ASSIGNMENT - Line by line, retype the material below exactly, from its first line up to and including the one holding "let on_advance = use_callback(move".

EXERCISE MATERIALS -

•••

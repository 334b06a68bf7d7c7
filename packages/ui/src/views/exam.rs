//! Exam list with lifecycle controls.

use api::endpoints::exam::{self, ExamFilter};
use api::models::{Exam, ExamStatus, Id};
use api::{dates, Notice, PageQuery};
use dioxus::prelude::*;

use super::common::{confirm, LoadFailed, Pager};
use crate::{use_client, use_notices};

/// Button label for moving an exam to its next status.
fn advance_label(status: ExamStatus) -> Option<&'static str> {
    match status.next()? {
        ExamStatus::InProgress => Some("Start"),
        ExamStatus::Finished => Some("Finish"),
        ExamStatus::Published => Some("Publish"),
        ExamStatus::NotStarted => None,
    }
}

fn type_label(exam: &Exam) -> &'static str {
    exam.exam_type.map(|t| t.label()).unwrap_or_default()
}

fn date_range(exam: &Exam) -> String {
    match (exam.start_date, exam.end_date) {
        (Some(start), Some(end)) => format!("{start} ~ {end}"),
        (Some(start), None) => format!("from {start}"),
        (None, Some(end)) => format!("until {end}"),
        (None, None) => String::new(),
    }
}

#[component]
pub fn ExamManageView() -> Element {
    let client = use_client();
    let mut notices = use_notices();
    let mut query = use_signal(PageQuery::default);
    let mut filter = use_signal(|| ExamFilter {
        school_year: Some(dates::current_school_year()),
        semester: Some(dates::current_semester()),
        ..ExamFilter::default()
    });

    let list_client = client.clone();
    let mut page = use_resource(move || {
        let client = list_client.clone();
        let query = query();
        let filter = filter();
        async move { exam::list(&client, &query, &filter).await }
    });

    let advance_client = client.clone();
    let on_advance = use_callback(move |record: Exam| {
        let client = advance_client.clone();
        spawn(async move {
            if let Ok(status) = exam::advance(&client, &record).await {
                tracing::info!("exam {} is now {}", record.exam_name, status);
                notices.write().push(Notice::success(format!("{}: {}", record.exam_name, status)));
                page.restart();
            }
        });
    });

    let on_delete = use_callback(move |id: Id| {
        if !confirm("Delete this exam?") {
            return;
        }
        let client = client.clone();
        spawn(async move {
            if exam::delete(&client, id).await.is_ok() {
                page.restart();
            }
        });
    });

    let body = match &*page.read() {
        None => rsx! { p { class: "empty", "Loading..." } },
        Some(Err(_)) => rsx! { LoadFailed {} },
        Some(Ok(result)) => {
            let rows = result.records.clone();
            let (current, pages, total) = (result.current, result.pages, result.total);
            rsx! {
                table {
                    class: "data-table",
                    thead {
                        tr {
                            th { "Code" }
                            th { "Name" }
                            th { "Type" }
                            th { "Term" }
                            th { "Dates" }
                            th { "Status" }
                            th { "Actions" }
                        }
                    }
                    tbody {
                        for e in rows {
                            tr {
                                key: "{e.audit.id.unwrap_or_default()}",
                                td { "{e.exam_code}" }
                                td { "{e.exam_name}" }
                                td { "{type_label(&e)}" }
                                td { "{e.school_year} / {e.semester.unwrap_or_default()}" }
                                td { "{date_range(&e)}" }
                                td { span { class: "tag", "{e.status}" } }
                                td {
                                    if let Some(label) = advance_label(e.status) {
                                        button {
                                            class: "link-button",
                                            onclick: {
                                                let e = e.clone();
                                                move |_| on_advance.call(e.clone())
                                            },
                                            "{label}"
                                        }
                                    }
                                    if let (Some(id), ExamStatus::NotStarted) = (e.audit.id, e.status) {
                                        button {
                                            class: "link-button danger",
                                            onclick: move |_| on_delete.call(id),
                                            "Delete"
                                        }
                                    }
                                }
                            }
                        }
                    }
                }
                Pager {
                    current,
                    pages,
                    total,
                    on_change: move |p| query.write().page = p,
                }
            }
        }
    };

    let year_text = filter().school_year.unwrap_or_default();
    let semester_text = filter().semester.map(|s| s.to_string()).unwrap_or_default();

    rsx! {
        div {
            class: "record-page",
            div {
                class: "toolbar",
                input {
                    placeholder: "School year, e.g. 2024-2025",
                    value: "{year_text}",
                    onchange: move |e| {
                        filter.write().school_year = Some(e.value()).filter(|v| !v.trim().is_empty());
                        query.write().page = 1;
                    },
                }
                select {
                    value: "{semester_text}",
                    onchange: move |e| {
                        filter.write().semester = e.value().parse().ok();
                        query.write().page = 1;
                    },
                    option { value: "", "Both semesters" }
                    option { value: "1", "Semester 1" }
                    option { value: "2", "Semester 2" }
                }
            }
            {body}
        }
    }
}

•••

COMPLETED TASK -
repository 334b06a68bf7d7c7
filename packages/ui/src/views/exam.rs
//! Exam list with lifecycle controls.

use api::endpoints::exam::{self, ExamFilter};
use api::models::{Exam, ExamStatus, Id};
use api::{dates, Notice, PageQuery};
use dioxus::prelude::*;

use super::common::{confirm, LoadFailed, Pager};
use crate::{use_client, use_notices};

/// Button label for moving an exam to its next status.
fn advance_label(status: ExamStatus) -> Option<&'static str> {
    match status.next()? {
        ExamStatus::InProgress => Some("Start"),
        ExamStatus::Finished => Some("Finish"),
        ExamStatus::Published => Some("Publish"),
        ExamStatus::NotStarted => None,
    }
}

fn type_label(exam: &Exam) -> &'static str {
    exam.exam_type.map(|t| t.label()).unwrap_or_default()
}

fn date_range(exam: &Exam) -> String {
    match (exam.start_date, exam.end_date) {
        (Some(start), Some(end)) => format!("{start} ~ {end}"),
        (Some(start), None) => format!("from {start}"),
        (None, Some(end)) => format!("until {end}"),
        (None, None) => String::new(),
    }
}

#[component]
pub fn ExamManageView() -> Element {
    let client = use_client();
    let mut notices = use_notices();
    let mut query = use_signal(PageQuery::default);
    let mut filter = use_signal(|| ExamFilter {
        school_year: Some(dates::current_school_year()),
        semester: Some(dates::current_semester()),
        ..ExamFilter::default()
    });

    let list_client = client.clone();
    let mut page = use_resource(move || {
        let client = list_client.clone();
        let query = query();
        let filter = filter();
        async move { exam::list(&client, &query, &filter).await }
    });

    let advance_client = client.clone();
    let on_advance = use_callback(move |record: Exam| {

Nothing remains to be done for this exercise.